Word for word, write out all of the data below.

Stored items
----------------

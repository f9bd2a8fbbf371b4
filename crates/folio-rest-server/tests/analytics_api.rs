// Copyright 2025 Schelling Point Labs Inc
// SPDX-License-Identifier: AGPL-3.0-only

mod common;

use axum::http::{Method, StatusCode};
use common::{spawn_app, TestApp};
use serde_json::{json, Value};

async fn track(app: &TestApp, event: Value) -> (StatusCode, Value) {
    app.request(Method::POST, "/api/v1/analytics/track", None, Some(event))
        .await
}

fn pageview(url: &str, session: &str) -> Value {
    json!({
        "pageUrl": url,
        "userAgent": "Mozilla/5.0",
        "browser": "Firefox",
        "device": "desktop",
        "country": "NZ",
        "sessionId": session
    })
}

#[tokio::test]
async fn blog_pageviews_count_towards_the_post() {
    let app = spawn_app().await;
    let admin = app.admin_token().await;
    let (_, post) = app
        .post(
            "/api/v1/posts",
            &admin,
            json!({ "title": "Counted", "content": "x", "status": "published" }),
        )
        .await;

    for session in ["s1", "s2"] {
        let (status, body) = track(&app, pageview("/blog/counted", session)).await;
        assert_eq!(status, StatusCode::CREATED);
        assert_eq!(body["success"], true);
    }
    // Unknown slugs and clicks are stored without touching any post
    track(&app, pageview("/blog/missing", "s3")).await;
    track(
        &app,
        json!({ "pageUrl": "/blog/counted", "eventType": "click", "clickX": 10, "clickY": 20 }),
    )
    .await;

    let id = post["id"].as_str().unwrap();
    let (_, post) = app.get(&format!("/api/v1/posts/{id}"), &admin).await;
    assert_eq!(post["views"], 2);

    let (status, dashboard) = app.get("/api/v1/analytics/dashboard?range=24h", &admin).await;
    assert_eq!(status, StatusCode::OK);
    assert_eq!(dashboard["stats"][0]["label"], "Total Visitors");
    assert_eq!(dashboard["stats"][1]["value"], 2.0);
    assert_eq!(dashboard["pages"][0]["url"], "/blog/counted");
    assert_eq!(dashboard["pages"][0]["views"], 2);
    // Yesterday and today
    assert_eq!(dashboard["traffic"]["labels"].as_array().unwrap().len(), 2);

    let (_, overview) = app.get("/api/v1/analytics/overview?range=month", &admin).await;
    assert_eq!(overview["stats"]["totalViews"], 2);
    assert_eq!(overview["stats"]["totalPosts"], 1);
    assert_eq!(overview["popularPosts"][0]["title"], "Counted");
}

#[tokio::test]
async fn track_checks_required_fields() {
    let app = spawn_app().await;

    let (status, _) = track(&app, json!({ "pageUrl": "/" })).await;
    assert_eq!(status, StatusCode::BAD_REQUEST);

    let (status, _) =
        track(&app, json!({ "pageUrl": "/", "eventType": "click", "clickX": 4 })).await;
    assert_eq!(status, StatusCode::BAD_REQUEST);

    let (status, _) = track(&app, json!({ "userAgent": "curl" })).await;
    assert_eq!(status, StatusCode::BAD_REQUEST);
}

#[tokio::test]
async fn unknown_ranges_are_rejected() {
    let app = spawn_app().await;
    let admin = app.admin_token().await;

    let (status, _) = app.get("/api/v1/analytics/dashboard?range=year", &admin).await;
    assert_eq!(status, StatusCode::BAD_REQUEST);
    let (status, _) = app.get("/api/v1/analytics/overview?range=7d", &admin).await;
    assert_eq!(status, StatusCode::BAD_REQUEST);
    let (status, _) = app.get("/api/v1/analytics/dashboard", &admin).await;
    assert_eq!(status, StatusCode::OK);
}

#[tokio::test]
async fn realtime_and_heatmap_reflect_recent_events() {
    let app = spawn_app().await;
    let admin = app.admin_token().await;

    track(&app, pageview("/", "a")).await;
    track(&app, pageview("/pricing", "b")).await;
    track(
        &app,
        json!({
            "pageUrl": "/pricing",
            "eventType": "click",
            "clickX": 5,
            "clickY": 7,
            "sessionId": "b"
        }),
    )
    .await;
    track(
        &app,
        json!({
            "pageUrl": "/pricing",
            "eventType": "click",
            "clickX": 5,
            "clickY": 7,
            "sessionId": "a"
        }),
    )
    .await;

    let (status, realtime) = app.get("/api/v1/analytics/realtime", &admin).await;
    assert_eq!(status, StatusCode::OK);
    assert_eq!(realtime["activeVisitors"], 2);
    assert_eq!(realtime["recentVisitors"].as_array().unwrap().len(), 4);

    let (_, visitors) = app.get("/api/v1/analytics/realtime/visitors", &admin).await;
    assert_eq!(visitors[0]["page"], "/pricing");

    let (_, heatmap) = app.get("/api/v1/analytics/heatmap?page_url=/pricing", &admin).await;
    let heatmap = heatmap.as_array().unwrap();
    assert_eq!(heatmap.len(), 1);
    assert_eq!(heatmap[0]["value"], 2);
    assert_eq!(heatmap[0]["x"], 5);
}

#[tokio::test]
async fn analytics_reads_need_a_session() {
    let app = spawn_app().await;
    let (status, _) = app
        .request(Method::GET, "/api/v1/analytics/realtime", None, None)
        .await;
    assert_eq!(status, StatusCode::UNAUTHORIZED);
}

----------------

» Your solution
repository f9bd2a8fbbf371b4
filename crates/folio-rest-server/tests/analytics_api.rs
// Copyright 2025 Schelling Point Labs Inc
// SPDX-License-Identifier: AGPL-3.0-only

mod common;

use axum::http::{Method, StatusCode};
use common::{spawn_app, TestApp};
use serde_json::{json, Value};

async fn track(app: &TestApp, event: Value) -> (StatusCode, Value) {
    app.request(Method::POST, "/api/v1/analytics/track", None, Some(event))
        .await
}

fn pageview(url: &str, session: &str) -> Value {
    json!({
        "pageUrl": url,
        "userAgent": "Mozilla/5.0",
        "browser": "Firefox",
        "device": "desktop",
        "country": "NZ",
        "sessionId": session
    })
}

#[tokio::test]
async fn blog_pageviews_count_towards_the_post() {
    let app = spawn_app().await;
    let admin = app.admin_token().await;
    let (_, post) = app
        .post(
            "/api/v1/posts",
            &admin,
            json!({ "title": "Counted", "content": "x", "status": "published" }),
        )
        .await;

    for session in ["s1", "s2"] {
        let (status, body) = track(&app, pageview("/blog/counted", session)).await;
        assert_eq!(status, StatusCode::CREATED);
        assert_eq!(body["success"], true);
    }
    // Unknown slugs and clicks are stored without touching any post
    track(&app, pageview("/blog/missing", "s3")).await;
    track(
        &app,
        json!({ "pageUrl": "/blog/counted", "eventType": "click", "clickX": 10, "clickY": 20 }),
    )
    .await;

    let id = post["id"].as_str().unwrap();
    let (_, post) = app.get(&format!("/api/v1/posts/{id}"), &admin).await;
    assert_eq!(post["views"], 2);

    let (status, dashboard) = app.get("/api/v1/analytics/dashboard?range=24h", &admin).await;
    assert_eq!(status, StatusCode::OK);
    assert_eq!(dashboard["stats"][0]["label"], "Total Visitors");
    assert_eq!(dashboard["stats"][1]["value"], 2.0);
    assert_eq!(dashboard["pages"][0]["url"], "/blog/counted");
    assert_eq!(dashboard["pages"][0]["views"], 2);
    // Yesterday and today
    assert_eq!(dashboard["traffic"]["labels"].as_array().unwrap().len(), 2);

    let (_, overview) = app.get("/api/v1/analytics/overview?range=month", &admin).await;
    assert_eq!(overview["stats"]["totalViews"], 2);
    assert_eq!(overview["stats"]["totalPosts"], 1);
    assert_eq!(overview["popularPosts"][0]["title"], "Counted");
}

#[tokio::test]
async fn track_checks_required_fields() {
    let app = spawn_app().await;

    let (status, _) = track(&app, json!({ "pageUrl": "/" })).await;
    assert_eq!(status, StatusCode::BAD_REQUEST);

    let (status, _) =
        track(&app, json!({ "pageUrl": "/", "eventType": "click", "clickX": 4 })).await;
    assert_eq!(status, StatusCode::BAD_REQUEST);

    let (status, _) = track(&app, json!({ "userAgent": "curl" })).await;
    assert_eq!(status, StatusCode::BAD_REQUEST);
}

#[tokio::test]
async fn unknown_ranges_are_rejected() {
    let app = spawn_app().await;
    let admin = app.admin_token().await;

    let (status, _) = app.get("/api/v1/analytics/dashboard?range=year", &admin).await;
    assert_eq!(status, StatusCode::BAD_REQUEST);
    let (status, _) = app.get("/api/v1/analytics/overview?range=7d", &admin).await;
    assert_eq!(status, StatusCode::BAD_REQUEST);
    let (status, _) = app.get("/api/v1/analytics/dashboard", &admin).await;
    assert_eq!(status, StatusCode::OK);
}

#[tokio::test]
async fn realtime_and_heatmap_reflect_recent_events() {
    let app = spawn_app().await;
    let admin = app.admin_token().await;

    track(&app, pageview("/", "a")).await;
    track(&app, pageview("/pricing", "b")).await;
    track(
        &app,
        json!({
            "pageUrl": "/pricing",
            "eventType": "click",
            "clickX": 5,
            "clickY": 7,
            "sessionId": "b"
        }),
    )
    .await;
    track(
        &app,
        json!({
            "pageUrl": "/pricing",
            "eventType": "click",
            "clickX": 5,
            "clickY": 7,
            "sessionId": "a"
        }),
    )
    .await;

    let (status, realtime) = app.get("/api/v1/analytics/realtime", &admin).await;
    assert_eq!(status, StatusCode::OK);
    assert_eq!(realtime["activeVisitors"], 2);
    assert_eq!(realtime["recentVisitors"].as_array().unwrap().len(), 4);

    let (_, visitors) = app.get("/api/v1/analytics/realtime/visitors", &admin).await;
    assert_eq!(visitors[0]["page"], "/pricing");

    let (_, heatmap) = app.get("/api/v1/analytics/heatmap?page_url=/pricing", &admin).await;
    let heatmap = heatmap.as_array().unwrap();
    assert_eq!(heatmap.len(), 1);
    assert_eq!(heatmap[0]["value"], 2);
    assert_eq!(heatmap[0]["x"], 5);
}

#[tokio::test]
async fn analytics_reads_need_a_session() {
    let app = spawn_app().await;
    let (status, _) = app
        .request(Method::GET, "/api/v1/analytics/realtime", None, None)
        .await;
    assert_eq!(status, StatusCode::UNAUTHORIZED);
}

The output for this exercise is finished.